It came out at the last second… and it wasn’t easy”, one of the PSOE’s main negotiators admitted exhaustedly, showing traces of the tiring and tense day, after reaching the agreement with Junts that, already in the discount time, allowed Pedro Sánchez to save Wednesday the parliamentary validation of two of the first decrees of his new mandate.
The socialist negotiating team for this new impossible mission included María Jesús Montero, Félix Bolaños and Santos Cerdán. The organizing secretary of the PSOE, as recognized by both parties, was once again key – as in the negotiation of the investiture – to unblock the initial and persistent disagreement with Junts, which threatened, until the last second, of infringing a severe corrective to the Government. With the particularity that, this time, the leader from Navarre has been very unwell since Tuesday, with symptoms of flu and tenths of a fever, so he wore a mask during the twelve hours in which the convulsive plenary session lasted Wednesday in the Senate. “Sometimes you find interlocutors with whom you can speak honestly”, recognized Jordi Turull, general secretary of JxCat, with whom Cerdán already opened negotiations last week during his meeting in Barcelona.
The path began to clear when Vice President Montero invited Junts to explore counterparties on Monday. La Moncloa had offered Junts from the first moment to include their demands, via amendments, in the processing of the decrees as draft laws, but the sovereignist formation rejected this formula due to their distrust of the PSOE. However, he ended up assuming it when the battery of counterparties that the Government was willing to negotiate began to take shape.
Another decisive step, but not yet definitive, was the meeting held on Tuesday night in Moncloa between the two delegations. When the invitation arrived, it happened that Turull was already in Madrid. So Montero, Bolaños and Cerdán met with Turull, Miriam Nogueras and Albert Batet, a figure also very close to Carles Puigdemont.

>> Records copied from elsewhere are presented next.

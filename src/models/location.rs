//! Coordinate model for device positions and proxy queries

use serde::{Deserialize, Serialize};

use crate::UvAdvisoryError;

/// Geographic coordinates in decimal degrees
#[derive(Debug, Serialize, Deserialize, Clone, Copy, PartialEq)]
pub struct Coordinates {
    /// Latitude in decimal degrees
    pub latitude: f64,
    /// Longitude in decimal degrees
    pub longitude: f64,
}

impl Coordinates {
    /// Create coordinates, rejecting values outside the valid ranges
    pub fn new(latitude: f64, longitude: f64) -> crate::Result<Self> {
        if !(-90.0..=90.0).contains(&latitude) {
            return Err(UvAdvisoryError::validation(format!(
                "Latitude must be between -90 and 90, got: {latitude}"
            )));
        }

        if !(-180.0..=180.0).contains(&longitude) {
            return Err(UvAdvisoryError::validation(format!(
                "Longitude must be between -180 and 180, got: {longitude}"
            )));
        }

        Ok(Self {
            latitude,
            longitude,
        })
    }

    /// Parse coordinates from their textual query form
    pub fn parse(latitude: &str, longitude: &str) -> crate::Result<Self> {
        let lat = latitude
            .trim()
            .parse::<f64>()
            .map_err(|_| UvAdvisoryError::validation(format!("Invalid latitude: {latitude}")))?;
        let lon = longitude
            .trim()
            .parse::<f64>()
            .map_err(|_| UvAdvisoryError::validation(format!("Invalid longitude: {longitude}")))?;

        Self::new(lat, lon)
    }

    /// Format location as coordinates string
    #[must_use]
    pub fn format_coordinates(&self) -> String {
        format!("{:.4}, {:.4}", self.latitude, self.longitude)
    }
}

They didn’t actually get together for dinner, but to negotiate. But in a break they were able to chop bread with ham and other foods. “Indeed, the night before we worked very intensively, I worked until very late and so did other PSOE colleagues, because we wanted the decrees to be approved”, Bolaños admitted yesterday. And the day’s talks were crowned by a video conference between Cerdán and Puigdemont.

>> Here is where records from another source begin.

use chrono::{DateTime, Utc};

use super::ClientError;
use crate::advisory::AdvisoryBand;

/// Foreground color applied once a reading is shown
pub const READING_FOREGROUND: &str = "white";

/// Everything the advisory screen displays
#[derive(Debug, Clone, PartialEq)]
pub struct View {
    pub uv_panel_visible: bool,
    pub tips_panel_visible: bool,
    pub loader_visible: bool,
    pub uv_text_visible: bool,
    /// Formatted reading or an error message
    pub uv_text: String,
    pub foreground: Option<&'static str>,
    pub background: Option<&'static str>,
    pub title: Option<&'static str>,
    pub burn_time: Option<&'static str>,
    pub message: Option<&'static str>,
    pub tips: Vec<&'static str>,
    /// When the displayed reading arrived
    pub updated_at: Option<DateTime<Utc>>,
}

impl Default for View {
    fn default() -> Self {
        Self {
            uv_panel_visible: true,
            tips_panel_visible: false,
            loader_visible: false,
            uv_text_visible: true,
            uv_text: String::new(),
            foreground: None,
            background: None,
            title: None,
            burn_time: None,
            message: None,
            tips: Vec::new(),
            updated_at: None,
        }
    }
}

impl View {
    pub fn show_loading(&mut self) {
        self.loader_visible = true;
        self.uv_text_visible = false;
    }

    pub fn show_reading(&mut self, uv_index: f64, band: &AdvisoryBand, at: DateTime<Utc>) {
        self.loader_visible = false;
        self.uv_text_visible = true;
        self.uv_text = format!("{uv_index:.1}");
        self.foreground = Some(READING_FOREGROUND);
        self.background = Some(band.color);
        self.title = Some(band.title);
        self.burn_time = Some(band.burn_time);
        self.message = Some(band.message);
        self.updated_at = Some(at);
    }

    /// Replace the reading text with an error message. Band styling from an
    /// earlier reading stays in place.
    pub fn show_error(&mut self, error: ClientError) {
        self.loader_visible = false;
        self.uv_text_visible = true;
        self.uv_text = error.to_string();
    }

    /// Swap the UV panel and the tips panel. Revealing the tips panel refills
    /// the list from `tips`. Returns whether the tips panel is now shown.
    pub fn toggle_tips(&mut self, tips: &[&'static str]) -> bool {
        let showing_uv = self.uv_panel_visible;
        self.uv_panel_visible = !showing_uv;
        self.tips_panel_visible = showing_uv;

        if showing_uv {
            self.tips.clear();
            self.tips.extend_from_slice(tips);
        }

        showing_uv
    }
}

/// Presents a [`View`]. Called after every change.
pub trait Renderer {
    fn render(&mut self, view: &View);
}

The newly born legislature was not at stake, Bolaños admitted that the invitation for Sánchez to call another electoral advance for July if Junts vetoed the validation of the decrees was never on the table. What they did study in Moncloa was to withdraw the decrees before the vote, if the simple majority needed to approve them could not be gathered, before they were doomed to defeat. An old thesis among the current core of Sánchez warns that you cannot go to a vote to lose it.
But it was decided to go ahead because, despite the fact that JxCat remained determined to vote no, at the same time it was open to negotiating counterparts. “Nothing is broken, we continue to negotiate. And that Junts continues to sit at the table is a good sign”, emphasized Moncloa just 24 hours before the vote.
The fact is, however, that when Bolaños went up to the floor of the Senate, at 9 a.m. on Wednesday, the pact was not yet sealed. “We still have a few hours left to be able to achieve it”, confided the socialist negotiators, without having them all. In fact, as an alternative plan, the convening of an extraordinary Council of Ministers was already foreseen to review the measures contained in some decrees that seemed to be headed for repeal. Alarm spread in the PSOE, and irony began to circulate among some leaders, saving all the distance, that Sánchez thought he was negotiating with the Palestinian National Authority, when in reality he was in talks with.
But those last hours of heart attack until the vote bore fruit, the telephone bill of Bolaños and Cerdán skyrocketed, and there was an agreement. At the last second.